R. Danilkowicz (Durham, US)
Duke University Medical CenterPresenter Of 6 Presentations
10.2.6 - Histologic Grading Correlates With Inflammatory Biomarkers in Tibialis Posterior Tendon Dysfunction
Abstract
Purpose
The pathophysiology of pain in Tibialis posterior tendon dysfunction (TPTD) is not well understood. It has been theorized that TPTD is a degenerative process unrelated to inflammation. However, we hypothesize that inflammation is a key component of TPTD. The purpose of this study was to determine if inflammatory cytokines, matrix metalloproteases (MMPs), and glutamate were elevated in diseased TPTs.
Methods and Materials
Matched torn TPT, TPT insertion, and flexor digitorum longus (FDL) samples were collected from 21 patients with TPTD. The samples were individually incubated in media for 48 hours. The conditioned media was analyzed for inflammatory cytokines, MMPs, and glutamate. Histology was performed on the samples. Statistical analysis was performed with Friedman’s test and Wilcoxon-signed-rank post-hoc tests with Bonferroni correction (α = 0.0167). Spearman’s ρ was used to determine non-parametric correlations between histology and cytokine, MMP, and glutamate concentrations.
Results
Diseased TPT and TPT insertion groups were significantly elevated compared to healthy FDL for inflammatory cytokines IL-1β, IL-6, IL-8, IL-10, and TNF-α and MMPs MMP-1, MMP-2, and MMP-3 (p<0.005). Differences in glutamate concentrations were also significant, but only the diseased TPT group was significantly elevated compared to the healthy FDL tendons (p<0.01). Histologic grading correlated with inflammatory cytokine levels.
Conclusion
Diseased TPT and the TPT insertion demonstrated significantly elevated levels of inflammatory cytokines and MMPs compared to healthy FDL controls, suggesting a role for inflammation in the disease process. The amount of inflammation correlated with increased tendon degradation. The TPT, but not the insertion, contained significantly larger amounts of glutamate.

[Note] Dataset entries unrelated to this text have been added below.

//! Journal entry aggregate.
//!
//! This module implements the write side of the double-entry journal:
//! - Domain types for entries and lines
//! - The balance invariant (debits == credits at 2 decimals)
//! - Input validation for entry creation
//! - Control number generation
//! - Error types for journal operations

pub mod control;
pub mod entry;
pub mod error;
pub mod service;
pub mod types;
pub mod validation;

#[cfg(test)]
mod validation_props;

pub use control::{CONTROL_PREFIX, ControlNumberGenerator, ENTRY_PREFIX, REVERSAL_PREFIX};
pub use entry::{JournalEntry, JournalLine};
pub use error::JournalError;
pub use service::{AccountInfo, JournalService};
pub use types::{
    AccountType, CreateJournalEntryInput, EntryTotals, JournalLineInput, JournalStatus,
    JournalType, NormalBalance,
};
pub use validation::{round_amount, validate_lines};
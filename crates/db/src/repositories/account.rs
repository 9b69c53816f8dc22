//! Account repository for chart-of-accounts database operations.

use std::collections::HashMap;

use chrono::Utc;
use sea_orm::{
    ActiveModelTrait, ColumnTrait, DatabaseConnection, DbErr, EntityTrait, QueryFilter, QueryOrder,
    Set,
};
use uuid::Uuid;

use saldo_core::journal::{AccountInfo, AccountType};

use crate::entities::accounts;

/// Error types for account operations.
#[derive(Debug, thiserror::Error)]
pub enum AccountError {
    /// Account not found.
    #[error("Account not found: {0}")]
    NotFound(Uuid),

    /// Another live account in the branch already uses the code.
    #[error("Account code already in use: {0}")]
    DuplicateCode(String),

    /// The account type string is not recognized.
    #[error("Unknown account type: {0}")]
    UnknownAccountType(String),

    /// Database error.
    #[error("Database error: {0}")]
    Database(#[from] DbErr),
}

/// Input for creating an account.
#[derive(Debug, Clone)]
pub struct CreateAccountInput {
    /// Branch the account belongs to.
    pub branch_id: Uuid,
    /// Optional parent account for rollup trees.
    pub parent_id: Option<Uuid>,
    /// Account code, unique among live accounts in the branch.
    pub code: String,
    /// Account name.
    pub name: String,
    /// Account type.
    pub account_type: AccountType,
}

/// Input for updating an account.
#[derive(Debug, Clone, Default)]
pub struct UpdateAccountInput {
    /// New name, if changing.
    pub name: Option<String>,
    /// New active flag, if changing.
    pub is_active: Option<bool>,
}

/// Account repository for CRUD operations.
#[derive(Debug, Clone)]
pub struct AccountRepository {
    db: DatabaseConnection,
}

impl AccountRepository {
    /// Creates a new account repository.
    #[must_use]
    pub const fn new(db: DatabaseConnection) -> Self {
        Self { db }
    }

    /// Creates an account.
    ///
    /// # Errors
    ///
    /// Returns [`AccountError::DuplicateCode`] if a live account in the
    /// branch already uses the code.
    pub async fn create(&self, input: CreateAccountInput) -> Result<accounts::Model, AccountError> {
        let existing = accounts::Entity::find()
            .filter(accounts::Column::BranchId.eq(input.branch_id))
            .filter(accounts::Column::Code.eq(&input.code))
            .filter(accounts::Column::DeletedAt.is_null())
            .one(&self.db)
            .await?;
        if existing.is_some() {
            return Err(AccountError::DuplicateCode(input.code));
        }

        let now = Utc::now();
        let account = accounts::ActiveModel {
            id: Set(Uuid::now_v7()),
            branch_id: Set(input.branch_id),
            parent_id: Set(input.parent_id),
            code: Set(input.code),
            name: Set(input.name),
            account_type: Set(input.account_type.as_str().to_string()),
            normal_balance: Set(input.account_type.normal_balance().as_str().to_string()),
            is_active: Set(true),
            deleted_at: Set(None),
            created_at: Set(now),
            updated_at: Set(now),
        };

        Ok(account.insert(&self.db).await?)
    }

    /// Finds a live account by id.
    pub async fn find(&self, id: Uuid) -> Result<accounts::Model, AccountError> {
        accounts::Entity::find_by_id(id)
            .filter(accounts::Column::DeletedAt.is_null())
            .one(&self.db)
            .await?
            .ok_or(AccountError::NotFound(id))
    }

    /// Lists live accounts in a branch, ordered by code.
    pub async fn list(&self, branch_id: Uuid) -> Result<Vec<accounts::Model>, AccountError> {
        Ok(accounts::Entity::find()
            .filter(accounts::Column::BranchId.eq(branch_id))
            .filter(accounts::Column::DeletedAt.is_null())
            .order_by_asc(accounts::Column::Code)
            .all(&self.db)
            .await?)
    }

    /// Updates an account's name or active flag.
    pub async fn update(
        &self,
        id: Uuid,
        input: UpdateAccountInput,
    ) -> Result<accounts::Model, AccountError> {
        let account = self.find(id).await?;

        let mut active: accounts::ActiveModel = account.into();
        if let Some(name) = input.name {
            active.name = Set(name);
        }
        if let Some(is_active) = input.is_active {
            active.is_active = Set(is_active);
        }
        active.updated_at = Set(Utc::now());

        Ok(active.update(&self.db).await?)
    }

    /// Soft-deletes an account. Its ledger history stays intact and its
    /// code becomes reusable.
    pub async fn delete(&self, id: Uuid) -> Result<(), AccountError> {
        let account = self.find(id).await?;
        let now = Utc::now();

        let mut active: accounts::ActiveModel = account.into();
        active.is_active = Set(false);
        active.deleted_at = Set(Some(now));
        active.updated_at = Set(now);
        active.update(&self.db).await?;

        Ok(())
    }

    /// Resolves a set of account ids into the view journal validation
    /// needs. Tombstoned accounts resolve as inactive.
    pub async fn resolve_for_validation(
        &self,
        account_ids: &[Uuid],
    ) -> Result<HashMap<Uuid, AccountInfo>, AccountError> {
        let models = accounts::Entity::find()
            .filter(accounts::Column::Id.is_in(account_ids.to_vec()))
            .all(&self.db)
            .await?;

        Ok(models
            .into_iter()
            .map(|m| {
                (
                    m.id,
                    AccountInfo {
                        id: m.id,
                        branch_id: m.branch_id,
                        is_active: m.is_active && m.deleted_at.is_none(),
                    },
                )
            })
            .collect())
    }

    /// Parses a stored account type string.
    pub fn parse_account_type(raw: &str) -> Result<AccountType, AccountError> {
        AccountType::parse(raw).ok_or_else(|| AccountError::UnknownAccountType(raw.to_string()))
    }
}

10.2.8 - Histological and Inflammatory Cytokine Analysis of OLT After Failed Microfracture, a Comparison to Fresh Allograft Controls
Abstract
Purpose
The purpose of this study is to characterize the structural and biochemical makeup of failed microfracture lesions in an effort to identify potential reasons for continued pain and poor OLT healing after microfracture as well as identify potential avenues for future research and early intervention.
Methods and Materials
Eight specimens were analyzed from symptomatic OLTs after microfracture who later underwent fresh osteochondral allograft transplantation. For each patient, the failed microfracture specimen and a portion of the fresh allograft replacement tissue were collected. The allograft served as a control. Histology of the failed microfracture and the allograft replacement were scored using the Osteoarthritis Research Society International (OARSI) system. Surface roughness was also compared. In addition, tissue culture supernatants were analyzed for sixteen secreted cytokines and matrix metalloproteinases (MMPs) responsible for inflammation, pain, cartilage damage, and chondrocyte death.
Results
The OARSI grade, stage, and total score as well as surface smoothness were significantly lower in the failed microfracture sample, indicating better cartilage and bone morphology for the allografts compared to the failed microfracture lesions. Analyzed cytokines and MMPs were significantly elevated in the microfracture tissue culture supernatants when compared to fresh osteochondral tissue supernatants.
Conclusion
The current study is the first to provide histologic and secretomic evidence demonstrating insufficiencies of osteochondral tissue after failed microfracture. These data demonstrate a significantly rougher cartilage surface, cartilage and subchondral bone histology that more closely resembles osteoarthritis, and elevated inflammatory cytokines and matrix metalloproteinases responsible for pain, inflammation, cartilage damage, and chondrocyte death when compared to fresh osteochondral allografts used as controls.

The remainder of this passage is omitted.